**EXERCISE INSTRUCTIONS**.
Report how many lines in the records that follow have the word "materials" in them, giving the number and nothing more.

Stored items

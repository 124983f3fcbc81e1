//! Thunder flash rendering: an overhead sky light plus a large horizontal
//! flash plane whose opacity spikes during a strike. Both read their values
//! from [`ThunderState`] each frame; the state machine itself lives in the
//! effects crate.

use bevy::prelude::*;

use effects::thunder::ThunderState;

/// Abstract thunder intensity units → directional-light lux.
const THUNDER_LUX_PER_UNIT: f32 = 400.0;

/// Marker for the thunder sky light.
#[derive(Component)]
pub struct ThunderLight;

/// Marker for the flash plane.
#[derive(Component)]
pub struct FlashPlane;

/// Spawn the flash rig: sky light (off while idle) and invisible flash plane.
pub fn spawn_thunder_rig(
    commands: &mut Commands,
    meshes: &mut Assets<Mesh>,
    materials: &mut Assets<StandardMaterial>,
) {
    commands.spawn((
        ThunderLight,
        DirectionalLight {
            color: Color::srgb(0.8, 0.87, 1.0),
            illuminance: 0.0,
            ..default()
        },
        Transform::from_xyz(0.0, 50.0, 0.0).looking_at(Vec3::ZERO, Vec3::Z),
    ));

    let flash_material = materials.add(StandardMaterial {
        base_color: Color::srgba(1.0, 1.0, 1.0, 0.0),
        unlit: true,
        alpha_mode: AlphaMode::Blend,
        ..default()
    });
    commands.spawn((
        FlashPlane,
        Mesh3d(meshes.add(Plane3d::new(Vec3::NEG_Y, Vec2::splat(150.0)))),
        MeshMaterial3d(flash_material),
        Transform::from_xyz(0.0, 20.0, 0.0),
    ));
}

/// System: apply the current flash values to the rig. No-op without a rig.
pub fn apply_thunder(
    state: Res<ThunderState>,
    mut materials: ResMut<Assets<StandardMaterial>>,
    mut lights: Query<&mut DirectionalLight, With<ThunderLight>>,
    planes: Query<&MeshMaterial3d<StandardMaterial>, With<FlashPlane>>,
) {
    for mut light in &mut lights {
        light.illuminance = state.light_intensity * THUNDER_LUX_PER_UNIT;
    }
    for material_handle in &planes {
        if let Some(material) = materials.get_mut(&material_handle.0) {
            material.base_color.set_alpha(state.flash_opacity);
        }
    }
}
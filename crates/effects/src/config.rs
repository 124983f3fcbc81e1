//! Tunable parameters for the frame-driven effects.
//!
//! Motion constants are expressed per frame at a 60 FPS baseline. Update
//! systems multiply them by `delta_secs * FRAME_RATE_BASELINE` so the same
//! numbers produce the same motion independently of the actual frame rate.

use bevy::prelude::*;

/// Frame rate the per-frame motion constants are normalized against.
pub const FRAME_RATE_BASELINE: f32 = 60.0;

/// Parameters for the rain particle pool.
#[derive(Debug, Clone, Copy)]
pub struct RainConfig {
    /// Number of drops in the pool. Fixed for the lifetime of the scene.
    pub count: usize,
    /// Drops respawn with x/z uniform in `[-half_extent, half_extent]`.
    pub half_extent: f32,
    /// Initial heights are uniform in `[0, spawn_height]`; respawned drops
    /// start at `spawn_height` or above.
    pub spawn_height: f32,
    /// Respawn height is `spawn_height + [0, respawn_band]`, so drops don't
    /// re-enter in a single visible sheet.
    pub respawn_band: f32,
    /// Vertical coordinate below which a drop is recycled.
    pub ground_y: f32,
    /// Fall speed range in units per baseline frame.
    pub min_fall_speed: f32,
    pub max_fall_speed: f32,
}

impl Default for RainConfig {
    fn default() -> Self {
        Self {
            // One entity per drop. The drops share a single mesh and
            // material, so native handles the full-density shower; WebGL2
            // struggles past a few thousand draw calls.
            count: if cfg!(target_arch = "wasm32") {
                1500
            } else {
                10_000
            },
            half_extent: 60.0,
            spawn_height: 60.0,
            respawn_band: 20.0,
            ground_y: -5.0,
            min_fall_speed: 0.2,
            max_fall_speed: 0.4,
        }
    }
}

/// Parameters for the neon flicker oscillator.
///
/// Per-sign base intensity/emissive lives on the [`crate::flicker::NeonFlicker`]
/// component; this holds the shared jitter ranges.
#[derive(Debug, Clone, Copy)]
pub struct FlickerConfig {
    /// Phase speed is re-rolled each tick in `[min_speed, min_speed + speed_span]`.
    pub min_speed: f32,
    pub speed_span: f32,
    /// Amplitude each tick is `base * (amp_floor + [0, amp_span])`.
    pub amp_floor: f32,
    pub amp_span: f32,
    /// Chance per tick that the sign "drops out", scaling the oscillation down.
    pub dropout_chance: f32,
    pub dropout_scale: f32,
}

impl Default for FlickerConfig {
    fn default() -> Self {
        Self {
            min_speed: 5.0,
            speed_span: 3.0,
            amp_floor: 0.3,
            amp_span: 0.4,
            dropout_chance: 0.1,
            dropout_scale: 0.2,
        }
    }
}

/// Parameters for the thunder flash state machine.
#[derive(Debug, Clone, Copy)]
pub struct ThunderConfig {
    /// Per-tick Bernoulli probability of a spontaneous strike.
    /// Zero disables spontaneous thunder entirely.
    pub trial_probability: f64,
    /// Peak light intensity on strike: `min_peak + [0, peak_span]`.
    pub min_peak: f32,
    pub peak_span: f32,
    /// Flash-plane opacity on strike: `min_opacity + [0, opacity_span]`.
    pub min_opacity: f32,
    pub opacity_span: f32,
    /// Chance that a strike is a double flash (surge to twice the peak
    /// before extinguishing).
    pub double_flash_chance: f32,
    /// Flash-plane opacity of the second surge:
    /// `surge_opacity_min + [0, surge_opacity_span]`.
    pub surge_opacity_min: f32,
    pub surge_opacity_span: f32,
    /// Delay before the second surge of a double flash, seconds.
    pub surge_delay_min: f64,
    pub surge_delay_span: f64,
    /// Time from the surge to extinguish, seconds.
    pub surge_decay_min: f64,
    pub surge_decay_span: f64,
    /// Time from a single flash to extinguish, seconds.
    pub single_decay_min: f64,
    pub single_decay_span: f64,
}

impl Default for ThunderConfig {
    /// Thunder is off by default; scenes that want a storm use
    /// [`ThunderConfig::storm`].
    fn default() -> Self {
        Self {
            trial_probability: 0.0,
            ..Self::storm()
        }
    }
}

impl ThunderConfig {
    /// Storm parameters matching the cyberpunk rain scene.
    pub fn storm() -> Self {
        Self {
            trial_probability: 0.0005,
            min_peak: 10.0,
            peak_span: 50.0,
            min_opacity: 0.5,
            opacity_span: 0.3,
            double_flash_chance: 0.4,
            surge_opacity_min: 0.3,
            surge_opacity_span: 0.2,
            surge_delay_min: 0.05,
            surge_delay_span: 0.05,
            surge_decay_min: 0.06,
            surge_decay_span: 0.06,
            single_decay_min: 0.08,
            single_decay_span: 0.10,
        }
    }
}

/// Active effect parameters for the running scene.
///
/// Scene plugins insert their own values; the defaults are a quiet scene
/// (rain pool unused until spawned, thunder disabled).
#[derive(Resource, Debug, Clone, Copy, Default)]
pub struct EffectsSettings {
    pub rain: RainConfig,
    pub flicker: FlickerConfig,
    pub thunder: ThunderConfig,
}

#[cfg(test)]
mod tests {
    use super::*;

    #[cfg(not(target_arch = "wasm32"))]
    #[test]
    fn test_native_rain_pool_is_full_density() {
        assert_eq!(RainConfig::default().count, 10_000);
    }

    #[test]
    fn test_default_thunder_is_disabled() {
        assert_eq!(ThunderConfig::default().trial_probability, 0.0);
        assert!(ThunderConfig::storm().trial_probability > 0.0);
    }

    #[test]
    fn test_storm_ranges_are_positive() {
        let cfg = ThunderConfig::storm();
        assert!(cfg.min_peak > 0.0 && cfg.peak_span > 0.0);
        assert!(cfg.surge_opacity_min > 0.0 && cfg.surge_opacity_span > 0.0);
        assert!(cfg.surge_delay_min > 0.0);
        assert!(cfg.single_decay_min > 0.0);
    }
}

**REPLY**.
4